The challenge is elsewhere.

“Internet of Things” ought to be about internetworked things, about (responsibly) gathering and distributing information from and about the physical world, about temperature and pollution, about heartbeats and blood pressure, about humidity and mineralization, about voltages and amperes, about liquid and gas pressures and volumes, about seismic activity and tides, about velocity, acceleration, and altitude – it’s about learning about the world’s circumstances, drawing conclusions, and then acting on those conclusions, often again affecting the physical world. That may include the “Smart TV”, but not today’s.

The “Internet of Things” isn’t really about things. It’s about systems. It’s about gathering information in certain contexts or even finding out about new contexts and then improving the system as a result. You could, for instance, run a bus line from suburb into town on a sleepy Sunday morning with a promise of no passenger ever waiting for more than, say, 10 minutes, and make public transport vastly more attractive instead of running on a fixed schedule of every 60-90 minutes on that morning, if the bus system only knew where the prospective passengers were and can dynamically dispatch and route a few buses along a loose route.

“Let’s make an app” is today’s knee-jerk approach to realizing such an idea. I would consider it fair if someone were to call that discriminating and elitist as it excludes people too poor to afford a $200 pocket computer with a service plan, as well as many children, and very many elderly people who went through their lives without always-on Internet and have no interest in dealing with it now.

It’s also unnecessary complication, because the bus stop itself can, with a fairly simple (thermographic) camera setup, tell the system whether anyone’s waiting and also easily tell whether they’re actually staying around or end up wandering away, and the system can feed back the currently projected arrival time to a display at the bus stop – which can be reasonably protected against vandalism attempts by shock and glass break sensors triggering alarms as well as remote-recording any such incidents with the camera. The thermographic camera won’t tell us which bus line the prospective passenger wants to take, but a simple button might. It does help easily telling when a rambunctious 10 year-old pushes all the buttons and runs away.

Projecting the bus’ arrival time and planning the optimal route can be aided by city-supplied traffic information collected by induction loops and camera systems in streets and on traffic lights at crossings that can yield statistical projections for days and the time of day as well as ad-hoc data about current traffic disturbances or diversions as well as street conditions due to rain, ice, or fog – which is also supplied by the buses themselves (‘floating car data’) as they’re moving along in traffic.
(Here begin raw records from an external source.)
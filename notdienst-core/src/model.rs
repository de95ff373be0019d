use chrono::{DateTime, FixedOffset};
use serde::{Deserialize, Serialize};

use crate::geo::Coordinate;

/// One on-duty pharmacy as produced by a single pipeline run.
///
/// Fields missing from older snapshot files fall back to their defaults, so a
/// file holding only `name`/`phone`/`address`/`service_time`/`distance_text`/
/// `distance` still loads.
#[derive(Debug, Clone, PartialEq, Default, Serialize, Deserialize)]
#[serde(default)]
pub struct PharmacyRecord {
    pub id: Option<String>,
    pub name: String,
    pub phone: String,
    pub street: String,
    pub zip_code: String,
    pub locality: String,
    pub sub_locality: Option<String>,
    /// Single-line postal address, `"{street}, {zip}, {locality}"`.
    pub address: String,
    pub on_duty_from: Option<DateTime<FixedOffset>>,
    pub on_duty_to: Option<DateTime<FixedOffset>>,
    /// Human-readable duty window as shown on the signage page.
    pub service_time: String,
    pub latitude: Option<f64>,
    pub longitude: Option<f64>,
    /// Kilometers from the reference location.
    pub distance: f64,
    pub distance_text: String,
}

impl PharmacyRecord {
    pub fn coordinate(&self) -> Option<Coordinate> {
        match (self.latitude, self.longitude) {
            (Some(lat), Some(lon)) => Some(Coordinate::new(lat, lon)),
            _ => None,
        }
    }
}

pub fn compose_address(street: &str, zip_code: &str, locality: &str) -> String {
    format!("{street}, {zip_code}, {locality}")
}

/// Formats kilometers the way the portal prints them, e.g. `"3,4 km"`.
pub fn format_distance(km: f64) -> String {
    format!("{km:.1} km").replace('.', ",")
}

/// Parses the portal's distance text (`"1,2 km"`) back into kilometers.
/// Non-finite values such as `NaN` or `inf` are rejected.
pub fn parse_distance(text: &str) -> Option<f64> {
    text.trim()
        .trim_end_matches("km")
        .trim()
        .replace(',', ".")
        .parse()
        .ok()
        .filter(|km: &f64| km.is_finite())
}

#[cfg(test)]
mod tests {
    use super::*;

    #[test]
    fn distance_text_uses_decimal_comma() {
        assert_eq!(format_distance(3.44), "3,4 km");
        assert_eq!(format_distance(12.0), "12,0 km");
    }

    #[test]
    fn parses_portal_distance_text() {
        assert_eq!(parse_distance("1,2 km"), Some(1.2));
        assert_eq!(parse_distance(" 10 km "), Some(10.0));
        assert_eq!(parse_distance("n/a"), None);
    }

    #[test]
    fn non_finite_distance_text_is_rejected() {
        assert_eq!(parse_distance("NaN km"), None);
        assert_eq!(parse_distance("inf km"), None);
        assert_eq!(parse_distance("-infinity"), None);
    }

    #[test]
    fn legacy_snapshot_entry_deserializes() {
        let json = r#"{
            "name": "Linden-Apotheke",
            "phone": "089 123",
            "address": "Hauptstr. 1, 80331, München",
            "service_time": "08:30 - 08:30",
            "distance_text": "1,2 km",
            "distance": 1.2
        }"#;

        let record: PharmacyRecord = serde_json::from_str(json).expect("legacy entry");
        assert_eq!(record.name, "Linden-Apotheke");
        assert_eq!(record.distance, 1.2);
        assert!(record.id.is_none());
        assert!(record.coordinate().is_none());
    }
}
use anyhow::Context;
use clap::Parser;
use notdienst_core::{Config, Pipeline};

/// Top-level CLI struct. The process takes no arguments; everything comes
/// from the environment (or `.env`) and the optional config file.
#[derive(Debug, Parser)]
#[command(
    name = "notdienst",
    version,
    about = "Publishes the on-duty pharmacy signage page",
    long_about = "Fetches on-duty pharmacies, ranks them by distance and writes a \
                  self-refreshing HTML page.\n\n\
                  Configured through environment variables such as SOURCE, API_URL, \
                  LOCATION, REFERENCE_LAT, REFERENCE_LON, HTML_PAGE and POLL_INTERVAL_SECS."
)]
pub struct Cli {}

impl Cli {
    pub async fn run(self) -> anyhow::Result<()> {
        let config = Config::load().context("Failed to load configuration")?;
        tracing::info!(source = %config.source, page = %config.html_page.display(), "Configuration loaded");

        let mut pipeline = Pipeline::from_config(&config).context("Failed to set up pipeline")?;

        match config.poll_interval() {
            Some(interval) => {
                tracing::info!(secs = interval.as_secs(), "Polling");
                pipeline.run_forever(interval).await;
            }
            None => {
                // A failed single run is already logged; the exit code only
                // reports configuration faults.
                if let Ok(outcome) = pipeline.run_once().await {
                    tracing::info!(?outcome, "Run finished");
                }
            }
        }

        Ok(())
    }
}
It’s also informed by the bus driver’s shift information, the legal and work-agreement based needs for rest times during the day, as well as the bus’ fuel or battery level, or other operational health parameters that may require a stop at a depot.

All that data informs the computation of the optimal route, which is provided to the bus stops, to the bus (-driver), and those lucky passengers who can afford a $200 pocket computer with a service plan and have asked to be notified when it’s time to leave the corner coffee shop in order to catch the next bus in comfort. What we have in this scenario is a set of bidirectional communication paths from and to bus, bus driver, bus stop, and passengers, aided by sensor data in streets and lights, all connecting up to interconnected set of control and information systems making decisions based on a combination of current input and past experience. Such systems need to ingest, process, and distribute information from and to tens of thousands of sources at the municipal level, and for them to be economically viable for operators and vendors they need to scale across thousands of municipalities. And the scenario I laid just out here is just one slice out of one particular vertical.
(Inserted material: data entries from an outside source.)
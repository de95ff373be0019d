//! Core library for the on-duty pharmacy signage page.
//!
//! This crate defines:
//! - Configuration from file and environment
//! - Abstraction over pharmacy data sources (XML feed, portal page)
//! - Distance ranking and snapshot change detection
//! - Rendering of the self-refreshing HTML page
//!
//! It is used by `notdienst-cli`, but can also be driven by other binaries.

pub mod config;
pub mod geo;
pub mod model;
pub mod pipeline;
pub mod ranking;
pub mod render;
pub mod snapshot;
pub mod source;

pub use config::Config;
pub use geo::{Coordinate, haversine_km};
pub use model::PharmacyRecord;
pub use pipeline::{Pipeline, RunOutcome};
pub use ranking::rank_by_distance;
pub use render::PageRenderer;
pub use snapshot::{FileSnapshotStore, Rotation, Slot, SnapshotDiffer, SnapshotStore};
pub use source::{PharmacySource, SourceError, SourceId};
Those systems are hard, complex, and pose challenges in terms of system capacity, scalability, reliability, and – towering above all – security that are at the cutting edge or often still beyond the combined manufacturing (and IT) industry’s current abilities and maturity.
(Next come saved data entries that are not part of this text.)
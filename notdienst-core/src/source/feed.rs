use anyhow::{Context, Result};
use async_trait::async_trait;
use chrono::{DateTime, FixedOffset};
use quick_xml::{Reader, events::Event};
use reqwest::Client;
use std::{collections::HashMap, fs, path::PathBuf, time::Duration};

use crate::{
    Config,
    geo::Coordinate,
    model::{PharmacyRecord, compose_address, format_distance},
    render::display_timestamp,
};

use super::{PharmacySource, SourceError, SourceId, get_text, truncate_body};

/// Where the feed document comes from.
#[derive(Debug, Clone, PartialEq)]
pub enum FeedOrigin {
    Url(String),
    /// Local fixture, used in test mode.
    File(PathBuf),
}

/// Pharmacy entries from the XML feed, with distances measured from a
/// reference coordinate.
#[derive(Debug, Clone)]
pub struct FeedSource {
    origin: FeedOrigin,
    reference: Coordinate,
    archive: Option<PathBuf>,
    timeout: Duration,
    http: Client,
}

impl FeedSource {
    pub fn new(origin: FeedOrigin, reference: Coordinate, timeout: Duration) -> Self {
        Self { origin, reference, archive: None, timeout, http: Client::new() }
    }

    /// Also write every fetched document to `path`.
    pub fn with_archive(mut self, path: impl Into<PathBuf>) -> Self {
        self.archive = Some(path.into());
        self
    }

    pub fn from_config(config: &Config) -> Result<Self> {
        let origin = match (&config.test_xml_file, &config.api_url) {
            (Some(path), _) if config.test_mode => FeedOrigin::File(path.clone()),
            (_, Some(url)) => FeedOrigin::Url(url.clone()),
            _ => anyhow::bail!(
                "No feed location configured.\n\
                 Hint: set API_URL, or TEST_MODE=True with TEST_XML_FILE."
            ),
        };

        let reference = config.reference().context("The feed source needs a reference location")?;

        let mut source = Self::new(origin, reference, config.fetch_timeout());
        if let Some(path) = &config.xml_file {
            source = source.with_archive(path);
        }
        Ok(source)
    }

    async fn read_document(&self) -> Result<Option<String>, SourceError> {
        match &self.origin {
            FeedOrigin::File(path) => {
                tracing::info!(path = %path.display(), "Reading feed fixture");
                fs::read_to_string(path)
                    .map(Some)
                    .map_err(|source| SourceError::Io { path: path.clone(), source })
            }
            FeedOrigin::Url(url) => {
                tracing::info!(url = %url, "Requesting feed");
                let (status, body) = get_text(&self.http, url, &[], self.timeout).await?;

                if !status.is_success() {
                    tracing::warn!(
                        url = %url,
                        status = %status,
                        body = %truncate_body(&body),
                        "Feed request failed; no entries this run"
                    );
                    return Ok(None);
                }
                Ok(Some(body))
            }
        }
    }

    fn archive_document(&self, xml: &str) {
        let Some(path) = &self.archive else { return };

        match fs::write(path, xml) {
            Ok(()) => tracing::debug!(path = %path.display(), "Feed XML archived"),
            Err(e) => tracing::warn!(path = %path.display(), error = %e, "Failed to archive feed XML"),
        }
    }
}

#[async_trait]
impl PharmacySource for FeedSource {
    fn id(&self) -> SourceId {
        SourceId::Feed
    }

    async fn fetch(&self) -> Result<Vec<PharmacyRecord>, SourceError> {
        let Some(xml) = self.read_document().await? else {
            return Ok(Vec::new());
        };

        self.archive_document(&xml);

        let records = parse_feed(&xml, self.reference)?;
        tracing::info!(count = records.len(), "Parsed feed entries");
        Ok(records)
    }
}

type RawEntry = HashMap<String, String>;

/// Parse every `entry` element directly under an `entries` element, at any
/// depth, into records measured from `reference`.
pub fn parse_feed(xml: &str, reference: Coordinate) -> Result<Vec<PharmacyRecord>, SourceError> {
    parse_raw_entries(xml)?
        .into_iter()
        .enumerate()
        .map(|(index, raw)| build_record(index, &raw, reference))
        .collect()
}

fn parse_raw_entries(xml: &str) -> Result<Vec<RawEntry>, SourceError> {
    let mut reader = Reader::from_str(xml);
    reader.config_mut().trim_text(true);

    let mut path: Vec<String> = Vec::new();
    let mut entries = Vec::new();
    // Depth of the open `entry` element and the fields collected so far.
    let mut open: Option<(usize, RawEntry)> = None;

    loop {
        let event = reader.read_event().map_err(|e| SourceError::Xml {
            position: reader.buffer_position(),
            message: e.to_string(),
        })?;

        match event {
            Event::Start(e) => {
                let name = String::from_utf8_lossy(e.local_name().as_ref()).into_owned();
                if open.is_none() && name == "entry" && path.last().is_some_and(|p| p == "entries")
                {
                    open = Some((path.len(), RawEntry::new()));
                }
                path.push(name);
            }
            Event::Empty(e) => {
                if let Some((depth, fields)) = open.as_mut() {
                    if path.len() == *depth + 1 {
                        let name = String::from_utf8_lossy(e.local_name().as_ref()).into_owned();
                        fields.entry(name).or_default();
                    }
                }
            }
            Event::Text(t) => {
                if let Some((depth, fields)) = open.as_mut() {
                    if path.len() == *depth + 2 {
                        let text = t.unescape().map_err(|e| SourceError::Xml {
                            position: reader.buffer_position(),
                            message: e.to_string(),
                        })?;
                        if let Some(field) = path.last() {
                            fields.entry(field.clone()).or_default().push_str(&text);
                        }
                    }
                }
            }
            Event::CData(c) => {
                if let Some((depth, fields)) = open.as_mut() {
                    if path.len() == *depth + 2 {
                        if let Some(field) = path.last() {
                            fields
                                .entry(field.clone())
                                .or_default()
                                .push_str(&String::from_utf8_lossy(&c));
                        }
                    }
                }
            }
            Event::End(_) => {
                path.pop();
                if open.as_ref().is_some_and(|(depth, _)| *depth == path.len()) {
                    if let Some((_, fields)) = open.take() {
                        entries.push(fields);
                    }
                }
            }
            Event::Eof => break,
            _ => {}
        }
    }

    Ok(entries)
}

fn build_record(
    index: usize,
    raw: &RawEntry,
    reference: Coordinate,
) -> Result<PharmacyRecord, SourceError> {
    let text = |field: &'static str| -> Result<String, SourceError> {
        raw.get(field).map(|v| v.trim().to_string()).ok_or(SourceError::MissingField { index, field })
    };
    let optional = |field: &str| raw.get(field).map(|v| v.trim().to_string()).filter(|v| !v.is_empty());

    let number = |field: &'static str| -> Result<f64, SourceError> {
        let value = text(field)?;
        match value.parse::<f64>() {
            Ok(n) if n.is_finite() => Ok(n),
            _ => Err(SourceError::InvalidField { index, field, value }),
        }
    };
    let timestamp = |field: &'static str| -> Result<DateTime<FixedOffset>, SourceError> {
        let value = text(field)?;
        DateTime::parse_from_rfc3339(&value)
            .map_err(|_| SourceError::InvalidField { index, field, value })
    };

    let street = text("street")?;
    let zip_code = text("zipCode")?;
    let locality = text("location")?;
    let from = timestamp("from")?;
    let to = timestamp("to")?;
    let coordinate = Coordinate::new(number("lat")?, number("lon")?);
    let distance = reference.distance_km(&coordinate);

    Ok(PharmacyRecord {
        id: optional("id"),
        name: text("name")?,
        phone: text("phone")?,
        address: compose_address(&street, &zip_code, &locality),
        street,
        zip_code,
        locality,
        sub_locality: optional("subLocation"),
        service_time: format!("{} - {}", display_timestamp(&from), display_timestamp(&to)),
        on_duty_from: Some(from),
        on_duty_to: Some(to),
        latitude: Some(coordinate.latitude),
        longitude: Some(coordinate.longitude),
        distance,
        distance_text: format_distance(distance),
    })
}

#[cfg(test)]
mod tests {
    use super::*;

    const MARIENPLATZ: Coordinate = Coordinate::new(48.1374, 11.5755);

    const FEED: &str = r#"<?xml version="1.0" encoding="UTF-8"?>
<response>
  <header><count>2</count></header>
  <entries>
    <entry>
      <id>4711</id>
      <from>2024-05-01T06:30:00.000+00:00</from>
      <to>2024-05-02T06:30:00.000+00:00</to>
      <name>Linden-Apotheke</name>
      <street>Lindenstr. 3</street>
      <zipCode>80331</zipCode>
      <location>München</location>
      <subLocation/>
      <phone>089 123456</phone>
      <lat>48.1374</lat>
      <lon>11.5755</lon>
    </entry>
    <entry>
      <id>4712</id>
      <from>2024-05-01T06:30:00.000+00:00</from>
      <to>2024-05-02T06:30:00.000+00:00</to>
      <name>Apotheke &amp; Drogerie am Tor</name>
      <street>Torweg 9</street>
      <zipCode>85221</zipCode>
      <location>Dachau</location>
      <subLocation>Altstadt</subLocation>
      <phone>08131 9876</phone>
      <lat>48.2600</lat>
      <lon>11.4340</lon>
    </entry>
  </entries>
</response>"#;

    #[test]
    fn parses_all_entries_in_document_order() {
        let records = parse_feed(FEED, MARIENPLATZ).unwrap();

        assert_eq!(records.len(), 2);
        assert_eq!(records[0].id.as_deref(), Some("4711"));
        assert_eq!(records[0].name, "Linden-Apotheke");
        assert_eq!(records[0].address, "Lindenstr. 3, 80331, München");
        assert_eq!(records[0].sub_locality, None);
        assert_eq!(records[1].name, "Apotheke & Drogerie am Tor");
        assert_eq!(records[1].sub_locality.as_deref(), Some("Altstadt"));
    }

    #[test]
    fn computes_distance_from_reference() {
        let records = parse_feed(FEED, MARIENPLATZ).unwrap();

        assert_eq!(records[0].distance, 0.0);
        assert_eq!(records[0].distance_text, "0,0 km");
        assert!(records[1].distance > 16.0 && records[1].distance < 18.0);
        assert_eq!(records[1].coordinate(), Some(Coordinate::new(48.26, 11.434)));
    }

    #[test]
    fn keeps_duty_window_timestamps() {
        let records = parse_feed(FEED, MARIENPLATZ).unwrap();
        let from = records[0].on_duty_from.unwrap();

        assert_eq!(from.to_rfc3339(), "2024-05-01T06:30:00+00:00");
        assert!(records[0].service_time.contains(" - "));
    }

    #[test]
    fn missing_field_is_fatal() {
        let xml = "<entries><entry><name>X</name></entry></entries>";
        let err = parse_feed(xml, MARIENPLATZ).unwrap_err();
        assert!(matches!(err, SourceError::MissingField { index: 0, .. }));
    }

    #[test]
    fn unparsable_coordinate_is_fatal() {
        let xml = FEED.replace("<lat>48.2600</lat>", "<lat>north</lat>");
        let err = parse_feed(&xml, MARIENPLATZ).unwrap_err();
        assert!(matches!(err, SourceError::InvalidField { index: 1, field: "lat", .. }));
    }

    #[test]
    fn non_finite_coordinate_is_fatal() {
        let xml = FEED.replace("<lon>11.5755</lon>", "<lon>NaN</lon>");
        let err = parse_feed(&xml, MARIENPLATZ).unwrap_err();
        assert!(matches!(err, SourceError::InvalidField { index: 0, field: "lon", .. }));

        let xml = FEED.replace("<lat>48.2600</lat>", "<lat>inf</lat>");
        let err = parse_feed(&xml, MARIENPLATZ).unwrap_err();
        assert!(matches!(err, SourceError::InvalidField { index: 1, field: "lat", .. }));
    }

    #[test]
    fn entries_outside_entries_element_are_ignored() {
        let xml = "<root><entry><name>stray</name></entry><entries></entries></root>";
        assert!(parse_feed(xml, MARIENPLATZ).unwrap().is_empty());
    }

    #[test]
    fn malformed_xml_is_an_error() {
        let err = parse_feed("<entries><entry></entries>", MARIENPLATZ).unwrap_err();
        assert!(matches!(err, SourceError::Xml { .. }));
    }

    #[tokio::test]
    async fn test_mode_reads_fixture_and_archives_it() {
        let dir = tempfile::tempdir().unwrap();
        let fixture = dir.path().join("fixture.xml");
        let archive = dir.path().join("last.xml");
        fs::write(&fixture, FEED).unwrap();

        let source = FeedSource::new(
            FeedOrigin::File(fixture),
            MARIENPLATZ,
            Duration::from_secs(1),
        )
        .with_archive(&archive);

        let records = source.fetch().await.unwrap();

        assert_eq!(records.len(), 2);
        assert_eq!(fs::read_to_string(&archive).unwrap(), FEED);
    }

    #[tokio::test]
    async fn missing_fixture_is_an_io_error() {
        let source = FeedSource::new(
            FeedOrigin::File("/nonexistent/feed.xml".into()),
            MARIENPLATZ,
            Duration::from_secs(1),
        );

        let err = source.fetch().await.unwrap_err();
        assert!(matches!(err, SourceError::Io { .. }));
    }

    #[test]
    fn from_config_prefers_fixture_in_test_mode() {
        let cfg = Config {
            api_url: Some("https://example.test/feed.xml".into()),
            test_mode: true,
            test_xml_file: Some("fixture.xml".into()),
            reference_lat: Some(48.0),
            reference_lon: Some(11.0),
            ..Config::default()
        };

        let source = FeedSource::from_config(&cfg).unwrap();
        assert_eq!(source.origin, FeedOrigin::File("fixture.xml".into()));
    }
}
“Internet of Things” is not about having a little Arduino box fetch the TV schedule and sounding an alarm when your favorite show is coming on.

That is cool, but it’s just a thing on the Internet.

Categories: Architecture

Just replied yet again to someone whose customer thinks they're adding security by blocking outbound network traffic to cloud services using IP-based allow-lists. They don't.

Service Bus and many other cloud services are multitenant systems that are shared across a range of customers. The IP addresses we assign come from a pool and that pool shifts as we optimize traffic from and to datacenters. We may also move clusters between datacenters within one region for disaster recovery, should that be necessary. The reason why we cannot give every feature slice an IP address is also that the world has none left. We’re out of IPv4 address space, which means we must pool workloads.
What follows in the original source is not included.